Chiara probabilmente è nata sotto una cattiva stella, ha sempre la sensazione di essere sbagliata, inadeguata. Non è mai stata una bellezza e “certo non nel modo in cui non lo era Bridget Jones”. È nata podalica, perchè aveva immaginato cosa sarebbe successo e già nel grembo materno era consapevole di quello che non sarebbe diventata: una gatta morta, una tipologia di donna contro la quale non c’è niente da fare, perché vince sempre.

La gatta morta e’ furba, determinata e ha come unico scopo quello di catturare l’uomo che fin dall’inizio ha individuato, puntato e strategicamente sedotto. La gatta morta riesce a essere perfetta in ogni circostanza, si ubriaca con un sorso di birra senza però essere mai scomposta e quando sorride durante una cena non ha mai, e dico mai, l’insalata tra i denti.

Forse la sua inadeguatezza dipende dai cartoni e telefilm con cui è cresciuta: Candy Candy e Remi’ e per questo, se dovesse incontrare l’uomo della sua vita, sarebbe terrorizzata all’idea di perderlo per una caduta da cavallo o per un’ex.

Chiara non riesce a stabilire una relazione con l’altro sesso, al massimo diventa confidente o amica degli uomini che incontra e a volte amica di letto. Innamorata  di Francesco e non ricambiata fin dai tempi del liceo, si consola con l’appoggio dei suoi amici storici, Luca, Matelda e Michele.

Chiara ci lascia delle perle di saggezza.

Avete presente il film “La verità è che non gli piaci abbastanza”?
Ecco, imparate le battute a memoria.[…]
un uomo, se è veramente interessato a voi, sa sempre come trovarvi.

 

[…] l’uomo brutto non esiste.
Può essere un tipo, ma brutto mai.
Ha la pancia? È un tenerone.
Ha il capello brizzolato? È affascinante.
Ha cinquant’anni? È maturo.
Per la donna invece non c’è scampo: se è brutta, è brutta e basta.

Cosa c’è che non va in Chiara? Probabilmente è una domanda che molte trentenni come lei si fanno spesso, per non parlare di quelle domande imbarazzanti che vengono rivolte loro da parenti e conoscenti! Come mai ci sono queste donne così intelligenti ma poi gli uomini di innamorano di altre? Sarà che la paura di essere lasciate si sente a miglia di distanza e così boicottano fin dall’inizio tutte le loro storie? Allora forse è meglio restare da sole finché non si incontra la persona giusta.

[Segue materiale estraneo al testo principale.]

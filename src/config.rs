//! Canvas and authoring configuration.
//!
//! Every field has a default, so a partial JSON object is enough to override
//! a single setting.

use serde::Deserialize;

use crate::error::SchemaError;
use crate::graph::schema;

/// Modifier key the wheel must be combined with to zoom.
#[derive(Clone, Copy, Debug, Default, PartialEq, Eq, Deserialize)]
#[serde(rename_all = "lowercase")]
pub enum WheelModifier {
	#[default]
	None,
	Ctrl,
}

/// Tunables for the canvas and for vertices created on it.
#[derive(Clone, Debug, PartialEq, Deserialize)]
#[serde(default)]
pub struct CanvasConfig {
	/// Multiplicative step per wheel notch.
	pub zoom_factor: f64,
	/// Zoom bounds. `min_scale` must be positive and below `max_scale`.
	pub min_scale: f64,
	pub max_scale: f64,
	/// Key that must be held for the wheel to zoom.
	pub wheel_zoom_modifier: WheelModifier,
	/// Quiet period before a burst of resize events is applied.
	pub resize_debounce_ms: u64,
	/// Grid dots are hidden below this scale.
	pub grid_min_scale: f64,
	/// Type tag written for vertices created on the canvas.
	pub new_vertex_type: String,
	/// Title and slug stem of a new vertex in every language.
	pub new_vertex_title: String,
	/// Extension of the content files written for new vertices.
	pub content_extension: String,
}

impl Default for CanvasConfig {
	fn default() -> Self {
		Self {
			zoom_factor: 1.1,
			min_scale: 0.1,
			max_scale: 10.0,
			wheel_zoom_modifier: WheelModifier::None,
			resize_debounce_ms: 100,
			grid_min_scale: 0.5,
			new_vertex_type: "fleeting".into(),
			new_vertex_title: "Untitled".into(),
			content_extension: "md".into(),
		}
	}
}

impl CanvasConfig {
	pub fn from_json(text: &str) -> Result<Self, serde_json::Error> {
		let config: Self = serde_json::from_str(text)?;
		Ok(config.sanitized())
	}

	/// Checks that new vertices would load back: the type must be a tag and
	/// the extension a single alphanumeric segment.
	pub fn check_vertex_template(&self) -> Result<(), SchemaError> {
		if !schema::is_type_tag(&self.new_vertex_type) {
			return Err(SchemaError::field(
				"new_vertex_type",
				format!("`{}` is not a lowercase type tag", self.new_vertex_type),
			));
		}
		let ext = &self.content_extension;
		if ext.is_empty() || !ext.chars().all(|c| c.is_ascii_alphanumeric()) {
			return Err(SchemaError::field(
				"content_extension",
				format!("`{ext}` is not a plain file extension"),
			));
		}
		Ok(())
	}

	/// Replaces values that would break the viewport or produce unloadable
	/// vertices with defaults.
	pub fn sanitized(mut self) -> Self {
		let defaults = Self::default();
		if !(self.zoom_factor.is_finite() && self.zoom_factor > 1.0) {
			self.zoom_factor = defaults.zoom_factor;
		}
		if !(self.min_scale.is_finite() && self.min_scale > 0.0) {
			self.min_scale = defaults.min_scale;
		}
		if !(self.max_scale.is_finite() && self.max_scale >= self.min_scale) {
			self.max_scale = defaults.max_scale.max(self.min_scale);
		}
		if !schema::is_type_tag(&self.new_vertex_type) {
			self.new_vertex_type = defaults.new_vertex_type;
		}
		if let Err(SchemaError::Field { field: "content_extension", .. }) =
			self.check_vertex_template()
		{
			self.content_extension = defaults.content_extension;
		}
		self
	}
}

#[cfg(test)]
mod tests {
	use super::*;

	#[test]
	fn partial_json_keeps_defaults() {
		let config = CanvasConfig::from_json(r#"{ "wheel_zoom_modifier": "ctrl" }"#).unwrap();
		assert_eq!(config.wheel_zoom_modifier, WheelModifier::Ctrl);
		assert_eq!(config.zoom_factor, 1.1);
		assert_eq!(config.resize_debounce_ms, 100);
	}

	#[test]
	fn rejects_degenerate_scales() {
		let config =
			CanvasConfig::from_json(r#"{ "zoom_factor": 0.5, "min_scale": 0, "max_scale": -1 }"#)
				.unwrap();
		assert_eq!(config.zoom_factor, 1.1);
		assert_eq!(config.min_scale, 0.1);
		assert_eq!(config.max_scale, 10.0);
	}

	#[test]
	fn inverted_scale_bounds_are_ordered() {
		let config = CanvasConfig {
			min_scale: 20.0,
			..Default::default()
		}
		.sanitized();
		assert!(config.min_scale <= config.max_scale);
		assert_eq!(config.max_scale, 20.0);
	}

	#[test]
	fn unloadable_vertex_template_falls_back() {
		let config = CanvasConfig::from_json(
			r#"{ "new_vertex_type": "Idea", "content_extension": "tar.gz", "new_vertex_title": "Note" }"#,
		)
		.unwrap();
		assert_eq!(config.new_vertex_type, "fleeting");
		assert_eq!(config.content_extension, "md");
		assert_eq!(config.new_vertex_title, "Note");
		assert!(config.check_vertex_template().is_ok());
	}

	#[test]
	fn vertex_template_check_names_the_field() {
		let mut config = CanvasConfig {
			new_vertex_type: "Idea".into(),
			..Default::default()
		};
		assert!(matches!(
			config.check_vertex_template(),
			Err(SchemaError::Field { field: "new_vertex_type", .. })
		));

		config.new_vertex_type = "literature-note".into();
		for ext in ["", "a/b", ".md", "tar.gz"] {
			config.content_extension = ext.into();
			assert!(
				matches!(
					config.check_vertex_template(),
					Err(SchemaError::Field { field: "content_extension", .. })
				),
				"{ext:?}"
			);
		}
		config.content_extension = "txt".into();
		assert!(config.check_vertex_template().is_ok());
	}
}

L’ironia della Moscardelli è contagiosa e il suo stile leggero e a volte tenero è molto coinvolgente. Questo suo romanzo d’esordio è stato un vero e proprio successo, a cui sono seguiti anche altri libri.

Per i fan della scrittrice non resta che aspettare il 21 maggio quando uscirà il sequel Volevo essere una vedova, dove ritroviamo Chiara a 46 anni ancora single.